Thu Nov 2 15:23:57 CDT 2017

Hi Helge,

> On 2 Nov 2017, at 11:38 am, Helge Heß via swift-server-dev <swift-server-dev at swift.org> wrote:
> 
> 
> 
>> On 2. Nov 2017, at 18:31, Johannes Weiß <johannesweiss at apple.com> wrote:
>>> I think if we really want async, we need a few API adjustments to make async efficient enough. E.g. maybe pass queues around (probably not a straight DispatchQueue if we don’t want to tie it to GCD, but a context which ensures synchronization - that would be efficient for sync too).
>> 
>> do you have suggestions how that could look?
> 
> Not really. I guess it would be sufficient if the handler gets it, like so:
> 
>  func echo(request: .., response: .., queue: …)
> 
> Though I was also wondering whether there should be a more general `WOContext` (ha) object which carries more details. Like a logging function to use, or other global (or HTTP transaction local) information.
> 
> But maybe that belongs into a higher level (and can be captured to the handler function).
> 
> What I would like to avoid is to make `queue:` a `queue: DispatchQueue`, but rather something like a simple
> 
>  protocol SyncContext { func sync(_ cb: () -> ()) }
> 
>  extension DispatchQueue { 
>    func sync(_ cb: () -> ()) { async(execute: cb) }
>  }
> 
> Synchronous servers would immediately callback to the caller.

interesting. In our internal implementation we have an abstraction which has an API really similar to DispatchIO and two implementations of that. One is synchronous and one is DispatchIO. And at some point I had one which was DispatchSources.

And on these I do in fact have sync/async/notify (for DispatchGroup) methods. So basically the HTTPServer is generic over the IO mechanism it uses. And the IO mechanism has sync/async/notify methods that do the 'right' thing depending on if it's a sync or an async implementation.

>> In our internal implementation I have bits of that but never got to the point to actually profiling stuff and I didn't go all the way.
> 
> Channels vs source and then doing manual read/write? Well, my basic assumption on this is that even if channels are slower today, they should be made as fast. Conceptually that should work.

the only problems with the DispatchIO channels (you mean https://developer.apple.com/documentation/dispatch/dispatchio), right? is that they don't support back pressure directly. I created a layer on top of the IO which adds that on top of it with a _gross_ hack. By using DispatchSources one can implement that quite straightforwardly.

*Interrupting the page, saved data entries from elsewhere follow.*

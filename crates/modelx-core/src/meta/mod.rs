//! Meta-model: type descriptors and the registry that resolves them

pub mod descriptor;
pub mod registry;

pub use descriptor::{AttributeDescriptor, AttributeKind, SchemaFragment, TypeDescriptor, TypeKind};
pub use registry::{MetaModel, TypeId};
//! Logging initialization module

use serde::Deserialize;
use std::sync::Once;
use tracing_subscriber::{util::SubscriberInitExt, EnvFilter};

/// Logging profile configuration
#[derive(Debug, Clone, Copy, PartialEq, Eq, Deserialize)]
#[serde(rename_all = "lowercase")]
pub enum Profile {
    /// Human-readable output for development
    Development,
    /// JSON structured output for production
    Production,
    /// Test capture mode for deterministic testing
    Test,
}

static INIT_ONCE: Once = Once::new();

/// Initialize the logging facility
///
/// Sets up the global tracing subscriber for the selected profile. Only the
/// first call has any effect; a subscriber installed elsewhere first (for
/// example by `init_test_capture`) is left in place.
///
/// # Profiles
///
/// - **Development**: Human-readable logs with debug level
/// - **Production**: JSON structured logs with info level
/// - **Test**: Bare registry; events are captured via `init_test_capture()`
///
/// # Example
///
/// ```
/// use modelx_core::logging_facility::{init, Profile};
///
/// init(Profile::Development);
/// ```
pub fn init(profile: Profile) {
    INIT_ONCE.call_once(|| {
        let installed: Result<(), Box<dyn std::error::Error + Send + Sync>> = match profile {
            Profile::Development => tracing_subscriber::fmt()
                .with_env_filter(
                    EnvFilter::try_from_default_env()
                        .unwrap_or_else(|_| EnvFilter::new("modelx=debug")),
                )
                .try_init(),
            Profile::Production => tracing_subscriber::fmt()
                .json()
                .with_env_filter(
                    EnvFilter::try_from_default_env()
                        .unwrap_or_else(|_| EnvFilter::new("modelx=info")),
                )
                .try_init(),
            Profile::Test => tracing_subscriber::registry().try_init().map_err(Into::into),
        };
        if installed.is_err() {
            tracing::debug!(?profile, "global subscriber already installed");
        }
    });
}

#[cfg(test)]
mod tests {
    use super::*;

    #[test]
    fn test_init_idempotent() {
        init(Profile::Test);
        init(Profile::Test);
        init(Profile::Production);
    }

    #[test]
    fn test_profile_deserializes_lowercase() {
        let p: Profile = serde_json::from_str("\"production\"").unwrap();
        assert_eq!(p, Profile::Production);
        assert_ne!(p, Profile::Development);
    }
}
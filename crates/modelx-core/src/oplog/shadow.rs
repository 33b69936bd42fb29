//! Per-operation shadow copies of collections
//!
//! The first time an operation touches `(element, field)`, the live
//! collection is cloned. Later inserts and removes in the same operation
//! are applied to the clone, so each recorded index is relative to the
//! state left by the entries before it. A relocate is mirrored into the
//! shadows of both owners; a reorder never touches them.

use std::collections::hash_map::Entry;
use std::collections::HashMap;

use crate::errors::{ModelXError, Result};
use crate::graph::Repository;
use crate::ElementId;

#[derive(Debug, Default)]
pub struct Shadows {
    collections: HashMap<(ElementId, String), Vec<ElementId>>,
}

impl Shadows {
    pub fn new() -> Self {
        Self::default()
    }

    fn entry(&mut self, repo: &Repository, id: &ElementId, field: &str) -> Result<&mut Vec<ElementId>> {
        match self.collections.entry((id.clone(), field.to_string())) {
            Entry::Occupied(shadow) => Ok(shadow.into_mut()),
            Entry::Vacant(slot) => {
                let live = repo.collection(id, field)?.clone();
                Ok(slot.insert(live))
            }
        }
    }

    /// Insert into the shadow, returning the recorded index
    ///
    /// `pos` of `None` appends.
    ///
    /// # Errors
    ///
    /// Returns `IndexOutOfBounds` for a position past the end, plus the
    /// lookup errors of [`Repository::collection`].
    pub fn insert(
        &mut self,
        repo: &Repository,
        id: &ElementId,
        field: &str,
        value: &ElementId,
        pos: Option<usize>,
    ) -> Result<usize> {
        let shadow = self.entry(repo, id, field)?;
        let index = pos.unwrap_or(shadow.len());
        if index > shadow.len() {
            return Err(ModelXError::IndexOutOfBounds {
                element_id: id.to_string(),
                field: field.to_string(),
                index,
                len: shadow.len(),
            });
        }
        shadow.insert(index, value.clone());
        Ok(index)
    }

    /// Remove a value from the shadow, returning the recorded index
    ///
    /// # Errors
    ///
    /// Returns `ValueNotInCollection` if the value is absent.
    pub fn remove(&mut self, repo: &Repository, id: &ElementId, field: &str, value: &ElementId) -> Result<usize> {
        let shadow = self.entry(repo, id, field)?;
        let index = shadow
            .iter()
            .position(|v| v == value)
            .ok_or_else(|| ModelXError::ValueNotInCollection {
                element_id: id.to_string(),
                field: field.to_string(),
                value: value.to_string(),
            })?;
        shadow.remove(index);
        Ok(index)
    }

    /// Remove by position, returning the value that was there
    ///
    /// # Errors
    ///
    /// Returns `IndexOutOfBounds` if `pos` is past the end.
    pub fn remove_at(&mut self, repo: &Repository, id: &ElementId, field: &str, pos: usize) -> Result<ElementId> {
        let shadow = self.entry(repo, id, field)?;
        if pos >= shadow.len() {
            return Err(ModelXError::IndexOutOfBounds {
                element_id: id.to_string(),
                field: field.to_string(),
                index: pos,
                len: shadow.len(),
            });
        }
        Ok(shadow.remove(pos))
    }

    /// Mirror a move of `child` between two owners' collections
    ///
    /// Only shadows that already exist change; a collection not yet touched
    /// is cloned from the live state when first needed.
    pub fn relocate(&mut self, field: &str, child: &ElementId, old_parent: &ElementId, new_parent: &ElementId) {
        if let Some(shadow) = self.collections.get_mut(&(old_parent.clone(), field.to_string())) {
            shadow.retain(|v| v != child);
        }
        if let Some(shadow) = self.collections.get_mut(&(new_parent.clone(), field.to_string())) {
            shadow.push(child.clone());
        }
    }

    pub fn get(&self, id: &ElementId, field: &str) -> Option<&[ElementId]> {
        self.collections
            .get(&(id.clone(), field.to_string()))
            .map(Vec::as_slice)
    }

    pub fn len(&self) -> usize {
        self.collections.len()
    }

    pub fn is_empty(&self) -> bool {
        self.collections.is_empty()
    }

    pub fn clear(&mut self) {
        self.collections.clear();
    }
}
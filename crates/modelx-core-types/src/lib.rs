//! Core types shared across ModelX crates
//!
//! - **Identity types**: ElementId, OperationId
//! - **Schema constants**: Canonical log field keys and event names

pub mod ids;
pub mod schema;

pub use ids::{ElementId, OperationId};
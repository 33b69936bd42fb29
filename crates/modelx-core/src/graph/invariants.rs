//! Structural checks of the ownership tree
//!
//! Each `find_*` function reports every violation of one invariant;
//! [`validate_structure`] runs them all and fails on the first one found.

use std::collections::{BTreeMap, HashSet};

use super::repository::Repository;
use crate::errors::{ModelXError, Result};
use crate::meta::MetaModel;
use crate::ElementId;

/// Check if an element's parent chain loops
pub fn has_cycle(repo: &Repository, id: &ElementId) -> bool {
    let mut visited = HashSet::new();
    let mut current = Some(id);

    while let Some(cursor) = current {
        if !visited.insert(cursor) {
            return true;
        }
        current = repo.find(cursor).and_then(|e| e.parent.as_ref());
    }

    false
}

/// Owning edges naming elements absent from the repository
///
/// Returns (owner, field, missing child) tuples
pub fn find_dangling_owned(repo: &Repository) -> Vec<(ElementId, String, ElementId)> {
    let mut dangling = Vec::new();

    for element in repo.iter() {
        for (field, value) in &element.attrs {
            for child in value.owned_ids() {
                if !repo.contains(child) {
                    dangling.push((element.id.clone(), field.clone(), child.clone()));
                }
            }
        }
    }

    dangling
}

/// Elements held by more than one owning edge
///
/// An element listed twice in the same collection counts as two owners.
pub fn find_multiple_owners(repo: &Repository) -> Vec<(ElementId, Vec<ElementId>)> {
    let mut owners: BTreeMap<&ElementId, Vec<ElementId>> = BTreeMap::new();

    for element in repo.iter() {
        for child in element.owned_children() {
            owners.entry(child).or_default().push(element.id.clone());
        }
    }

    owners
        .into_iter()
        .filter(|(_, list)| list.len() > 1)
        .map(|(child, list)| (child.clone(), list))
        .collect()
}

/// Elements whose parent chain loops, with the parent they point at
pub fn find_ownership_cycles(repo: &Repository) -> Vec<(ElementId, ElementId)> {
    repo.iter()
        .filter(|e| has_cycle(repo, &e.id))
        .filter_map(|e| e.parent.clone().map(|p| (e.id.clone(), p)))
        .collect()
}

/// Parent pointers that disagree with the owning edges
///
/// Returns (element, owner by edge, parent pointer) tuples. Elements owned
/// by several parents are reported by [`find_multiple_owners`] instead.
pub fn find_parent_mismatches(
    repo: &Repository,
) -> Vec<(ElementId, Option<ElementId>, Option<ElementId>)> {
    let mut edge_owner: BTreeMap<&ElementId, Vec<&ElementId>> = BTreeMap::new();
    for element in repo.iter() {
        for child in element.owned_children() {
            edge_owner.entry(child).or_default().push(&element.id);
        }
    }

    let mut mismatches = Vec::new();
    for element in repo.iter() {
        let expected = match edge_owner.get(&element.id).map(Vec::as_slice) {
            None | Some([]) => None,
            Some([single]) => Some(*single),
            Some(_) => continue,
        };
        if expected != element.parent.as_ref() {
            mismatches.push((
                element.id.clone(),
                expected.cloned(),
                element.parent.clone(),
            ));
        }
    }

    mismatches
}

/// Elements whose type, or one of its ancestors, is not registered
pub fn find_unresolved_types(repo: &Repository, meta: &MetaModel) -> Vec<(ElementId, String)> {
    repo.iter()
        .filter(|e| meta.super_chain(&e.type_name).is_err())
        .map(|e| (e.id.clone(), e.type_name.clone()))
        .collect()
}

/// Validate the ownership tree and type resolution
///
/// # Errors
///
/// Returns the first violation found, checked in this order: dangling
/// owned ids, multiple owners, ownership cycles, parent pointer
/// mismatches, unresolved types. Call the `find_*` functions for an
/// exhaustive report.
pub fn validate_structure(repo: &Repository, meta: &MetaModel) -> Result<()> {
    if let Some((element_id, field, child_id)) = find_dangling_owned(repo).into_iter().next() {
        return Err(ModelXError::DanglingOwnedElement {
            element_id: element_id.to_string(),
            field,
            child_id: child_id.to_string(),
        });
    }

    if let Some((element_id, owners)) = find_multiple_owners(repo).into_iter().next() {
        return Err(ModelXError::MultipleOwners {
            element_id: element_id.to_string(),
            owners: owners.iter().map(ToString::to_string).collect(),
        });
    }

    if let Some((element_id, parent_id)) = find_ownership_cycles(repo).into_iter().next() {
        return Err(ModelXError::OwnershipCycle {
            element_id: element_id.to_string(),
            parent_id: parent_id.to_string(),
        });
    }

    if let Some((element_id, expected, actual)) = find_parent_mismatches(repo).into_iter().next() {
        return Err(ModelXError::ParentPointerMismatch {
            element_id: element_id.to_string(),
            expected: expected.map(|e| e.to_string()),
            actual: actual.map(|a| a.to_string()),
        });
    }

    if let Some((element_id, type_name)) = find_unresolved_types(repo, meta).into_iter().next() {
        return Err(ModelXError::UnresolvedType {
            element_id: element_id.to_string(),
            type_name,
        });
    }

    Ok(())
}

What I should've done is in the aforementioned IO abstraction layer create the APIs I want to use (supporting back pressure there) and then implemented it where needed.

> I don’t remember what uv does, I think they are more like sources, but I’m not sure.

yes, DispatchSources are just an eventing mechanism really. Libuv and friends are quite similar there.

> As mentioned, dispatch source has the little advantage (or not? I’m not convinced it is a good idea) that you can pass in those arbitrary buffer based objects. (And retain that original object).

yes, DispatchSources are way more versatile, I just went for DispatchIO because I was lazy ;). You do the read(v)/write(v)/... yourself with DispatchSources so there's a lot that you can do that DispatchIO doesn't.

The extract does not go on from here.